Brown told the Capital Press the delegation of Oregon businesses had conversations about the TPP with the Japanese business leaders it met, as well as with the U.S. embassy.

“We are clearly right now in a no-person’s-land, where there’s a lack of clarity about federal policy,” Brown said of the TPP. One of President Donald Trump’s first acts after he entered office was to reject the TPP, a trade agreement among 12 Pacific Rim nations, including Japan and U.S. He said he intends to negotiate one-on-one treaties with the nations involved.

Brown said her role as Oregon governor is to make sure that exporters are continuing to build relationships to ensure that the state’s products find lucrative markets.

But she said uncertainty over tariffs hinders trade on both sides.

“I certainly raised this issue when I was speaking to (U.S. ambassador to Japan William) Haggerty, letting him know that our agricultural products are very reliant on the markets in Asia, particularly in Japan, and that we need to make sure that we can get our products to market in a cost-efficient manner,” Brown said.

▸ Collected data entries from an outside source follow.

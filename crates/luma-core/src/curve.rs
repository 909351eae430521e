//! Tone curve synthesis, interpolation and LUT application.
//!
//! The contrast, blacks and whites controls are folded into a 5-point curve
//! which is interpolated with a monotonic cubic Hermite spline
//! (Fritsch-Carlson), so the curve never crosses itself and no tone inversion
//! can appear.

use serde::{Deserialize, Serialize};
use tracing::debug;

use crate::color::{self, WorkingImage};
use crate::{clamp01, is_neutral};

/// Number of entries in a [`ToneCurveLut`].
pub const LUT_SIZE: usize = 4096;

/// Curve x-positions of the synthesized control points.
pub const CONTROL_X: [f32; 5] = [0.0, 0.25, 0.5, 0.75, 1.0];

/// Tone curve control point
#[derive(Debug, Clone, Copy, PartialEq, Serialize, Deserialize)]
pub struct CurvePoint {
    /// Input value (0.0 to 1.0)
    pub x: f32,
    /// Output value (0.0 to 1.0)
    pub y: f32,
}

impl CurvePoint {
    pub fn new(x: f32, y: f32) -> Self {
        Self { x, y }
    }
}

/// Tone curve with control points
#[derive(Debug, Clone, PartialEq, Serialize, Deserialize)]
pub struct ToneCurve {
    /// Control points for the curve (sorted by x)
    pub points: Vec<CurvePoint>,
}

impl Default for ToneCurve {
    fn default() -> Self {
        Self {
            // Linear curve by default
            points: vec![CurvePoint::new(0.0, 0.0), CurvePoint::new(1.0, 1.0)],
        }
    }
}

impl ToneCurve {
    /// Create a new linear tone curve
    pub fn new() -> Self {
        Self::default()
    }

    /// Check if every control point lies on the diagonal.
    pub fn is_linear(&self) -> bool {
        self.points.len() >= 2
            && self
                .points
                .iter()
                .all(|p| (p.x - p.y).abs() < f32::EPSILON)
            && self.points[0].x.abs() < f32::EPSILON
            && (self.points[self.points.len() - 1].x - 1.0).abs() < f32::EPSILON
    }
}

// ============================================================================
// Synthesis
// ============================================================================

/// Derive the 5 control-point outputs from contrast, blacks and whites.
///
/// Inputs are clamped to [-1, 1]. The returned values are non-decreasing for
/// every input; a running maximum enforces it on top of the formulas.
pub fn synthesize_points(contrast: f32, blacks: f32, whites: f32) -> [f32; 5] {
    let c = contrast.clamp(-1.0, 1.0);
    let b = blacks.clamp(-1.0, 1.0);
    let w = whites.clamp(-1.0, 1.0);

    let black_lift = b.max(0.0) * 0.10;
    let black_crush = (-b).max(0.0) * 0.06;
    let white_lift = w.max(0.0) * 0.08;
    let white_pull = (-w).max(0.0) * 0.12;

    let shadow_bend = -c * 0.10;
    let highlight_bend = c * 0.10;
    let mid_lift = c * 0.03;

    let mut y = [
        (black_lift - black_crush).max(0.0),
        clamp01(0.25 + shadow_bend + black_lift * 0.10 - black_crush * 0.12),
        clamp01(0.50 + mid_lift),
        clamp01(0.75 + highlight_bend + white_lift * 0.12 - white_pull * 0.18),
        clamp01(1.00 - white_pull * 0.35 + white_lift * 0.20),
    ];

    for i in 1..y.len() {
        y[i] = y[i].max(y[i - 1]);
    }
    y
}

/// Build the 5-point tone curve for contrast, blacks and whites.
pub fn synthesize_tone_curve(contrast: f32, blacks: f32, whites: f32) -> ToneCurve {
    let ys = synthesize_points(contrast, blacks, whites);
    ToneCurve {
        points: CONTROL_X
            .iter()
            .zip(ys)
            .map(|(&x, y)| CurvePoint::new(x, y))
            .collect(),
    }
}

// ============================================================================
// LUT Type
// ============================================================================

/// Pre-computed lookup table over [0, 1] for efficient curve application.
#[derive(Debug, Clone)]
pub struct ToneCurveLut {
    /// LUT values: lut[i] = curve(i / (LUT_SIZE - 1))
    pub lut: Vec<f32>,
}

impl ToneCurveLut {
    /// Generate LUT from a tone curve.
    pub fn from_curve(curve: &ToneCurve) -> Self {
        // Fast path for linear curve
        if curve.is_linear() {
            return Self::identity();
        }

        let tangents = compute_monotonic_tangents(&curve.points);
        let scale = (LUT_SIZE - 1) as f32;
        let lut = (0..LUT_SIZE)
            .map(|i| evaluate_with_tangents(&curve.points, &tangents, i as f32 / scale))
            .collect();

        Self { lut }
    }

    /// Create identity LUT (no change).
    pub fn identity() -> Self {
        let scale = (LUT_SIZE - 1) as f32;
        Self {
            lut: (0..LUT_SIZE).map(|i| i as f32 / scale).collect(),
        }
    }

    /// Check if this LUT is identity.
    pub fn is_identity(&self) -> bool {
        let scale = (LUT_SIZE - 1) as f32;
        self.lut
            .iter()
            .enumerate()
            .all(|(i, &v)| (v - i as f32 / scale).abs() < 1e-6)
    }

    /// Look up a value, interpolating linearly between entries.
    ///
    /// Inputs outside [0, 1] are clamped.
    #[inline]
    pub fn sample(&self, value: f32) -> f32 {
        let pos = clamp01(value) * (LUT_SIZE - 1) as f32;
        let i = (pos as usize).min(LUT_SIZE - 2);
        let t = pos - i as f32;
        self.lut[i] + (self.lut[i + 1] - self.lut[i]) * t
    }
}

impl Default for ToneCurveLut {
    fn default() -> Self {
        Self::identity()
    }
}

// ============================================================================
// Curve Application
// ============================================================================

/// Apply the synthesized tone curve to a working image in place.
///
/// The curve acts on display-encoded values. All three controls below the
/// neutral threshold leave the image untouched.
pub fn apply_tone_curve(image: &mut WorkingImage, contrast: f32, blacks: f32, whites: f32) {
    if is_neutral(contrast) && is_neutral(blacks) && is_neutral(whites) {
        return;
    }

    let curve = synthesize_tone_curve(contrast, blacks, whites);
    let lut = ToneCurveLut::from_curve(&curve);
    debug!(contrast, blacks, whites, points = ?curve.points, "tone curve");

    if lut.is_identity() {
        return;
    }

    color::map_encoded(image, |rgb| {
        [lut.sample(rgb[0]), lut.sample(rgb[1]), lut.sample(rgb[2])]
    });
}

// ============================================================================
// Monotonic Cubic Hermite Spline (Fritsch-Carlson)
// ============================================================================

/// Compute monotonic tangents using Fritsch-Carlson algorithm.
fn compute_monotonic_tangents(points: &[CurvePoint]) -> Vec<f32> {
    let n = points.len();
    if n < 2 {
        return vec![0.0; n];
    }

    // Compute secants (slopes between adjacent points)
    let mut h: Vec<f32> = Vec::with_capacity(n - 1);
    let mut delta: Vec<f32> = Vec::with_capacity(n - 1);

    for i in 0..n - 1 {
        h.push(points[i + 1].x - points[i].x);
        delta.push(if h[i].abs() < f32::EPSILON {
            0.0
        } else {
            (points[i + 1].y - points[i].y) / h[i]
        });
    }

    let mut m: Vec<f32> = vec![0.0; n];

    // Interior points: weighted harmonic mean
    for i in 1..n - 1 {
        if delta[i - 1].signum() != delta[i].signum()
            || delta[i - 1].abs() < f32::EPSILON
            || delta[i].abs() < f32::EPSILON
        {
            m[i] = 0.0;
        } else {
            let w1 = 2.0 * h[i] + h[i - 1];
            let w2 = h[i] + 2.0 * h[i - 1];
            m[i] = (w1 + w2) / (w1 / delta[i - 1] + w2 / delta[i]);
        }
    }

    // Endpoint tangents
    m[0] = delta[0];
    m[n - 1] = delta[n - 2];

    // Enforce monotonicity constraints
    for i in 0..n - 1 {
        if delta[i].abs() < f32::EPSILON {
            m[i] = 0.0;
            m[i + 1] = 0.0;
        } else {
            let alpha = m[i] / delta[i];
            let beta = m[i + 1] / delta[i];

            if alpha > 3.0 {
                m[i] = 3.0 * delta[i];
            }
            if beta > 3.0 {
                m[i + 1] = 3.0 * delta[i];
            }
            if alpha < 0.0 {
                m[i] = 0.0;
            }
            if beta < 0.0 {
                m[i + 1] = 0.0;
            }
        }
    }

    m
}

/// Evaluate curve at x with pre-computed tangents.
fn evaluate_with_tangents(points: &[CurvePoint], tangents: &[f32], x: f32) -> f32 {
    let n = points.len();

    if n == 0 {
        return x;
    }
    if n == 1 {
        return points[0].y;
    }

    let x = x.clamp(points[0].x, points[n - 1].x);
    let i = find_interval(points, x);

    let p0 = &points[i];
    let p1 = &points[i + 1];

    let h = p1.x - p0.x;
    if h.abs() < f32::EPSILON {
        return p0.y;
    }

    let t = (x - p0.x) / h;
    let t2 = t * t;
    let t3 = t2 * t;

    // Hermite basis functions
    let h00 = 2.0 * t3 - 3.0 * t2 + 1.0;
    let h10 = t3 - 2.0 * t2 + t;
    let h01 = -2.0 * t3 + 3.0 * t2;
    let h11 = t3 - t2;

    let y = h00 * p0.y + h10 * h * tangents[i] + h01 * p1.y + h11 * h * tangents[i + 1];

    y.clamp(0.0, 1.0)
}

/// Binary search for interval containing x.
fn find_interval(points: &[CurvePoint], x: f32) -> usize {
    let n = points.len();
    if n <= 2 {
        return 0;
    }

    let mut low = 0;
    let mut high = n - 2;

    while low < high {
        let mid = (low + high).div_ceil(2);
        if points[mid].x <= x {
            low = mid;
        } else {
            high = mid - 1;
        }
    }

    low
}

/// Evaluate tone curve at a given x value.
pub fn evaluate_curve(curve: &ToneCurve, x: f32) -> f32 {
    let tangents = compute_monotonic_tangents(&curve.points);
    evaluate_with_tangents(&curve.points, &tangents, x)
}

// ============================================================================
// Tests
// ============================================================================


// ============================================================================
// Property-Based Tests
// ============================================================================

Headed by Oregon Director of Agriculture Alexis Taylor, the contingent of eight food and beverage exporters included Willamette Valley Fruit Co. of Salem, OFD Foods of Albany, Northwest Hazelnut Co. of Hubbard, Ponzi Vineyards of Sherwood, 2 Towns Cider of Corvallis, Bossco Trading Co. of Tangent, Weaver Seed Processing of Scio and Pacific Seafood of Clackamas.

One of the things the agribusiness side of the tour focused on was helping companies build additional relationships with importers if they are already exporters, or helping introduce them to the market if they are first-time exporters here, Taylor said.

To help build those relationships, organizers set up more than 36 meetings between the Oregon food and beverage companies and various importers.

“In Japan, relationships and introductions are very important,” Taylor said.

Among the newer Oregon products vying to come to Japan are hazelnuts and blackberries. “We’ve also done a lot of work with craft beverages,” Taylor said.

She said some Japanese food companies are also investing in Oregon and starting businesses there, so they can source the products that they are looking for directly.

“Also, what we have found is there are Japanese food companies that are investing in Oregon and then are finding that there is a market for them” in the state, Taylor said.

On a stopover in Hong Kong Oct. 9 before the four-day trip to Japan, Brown met with officials of Cathay Pacific Airways, which nearly a year ago began direct air cargo flights between Portland and Hong Kong.

The flights are important for the export of Oregon’s perishable ag products such as fresh cherries, live Dungeness crab and cut greens.

During the heavy Oregon cherry harvest season, Cathay Pacific added two shipments to its usual three a week.

“It’s enabling us to get very good Oregon products, from cherry to crab, to market expeditiously so the people of Asia can enjoy those products,” Brown said.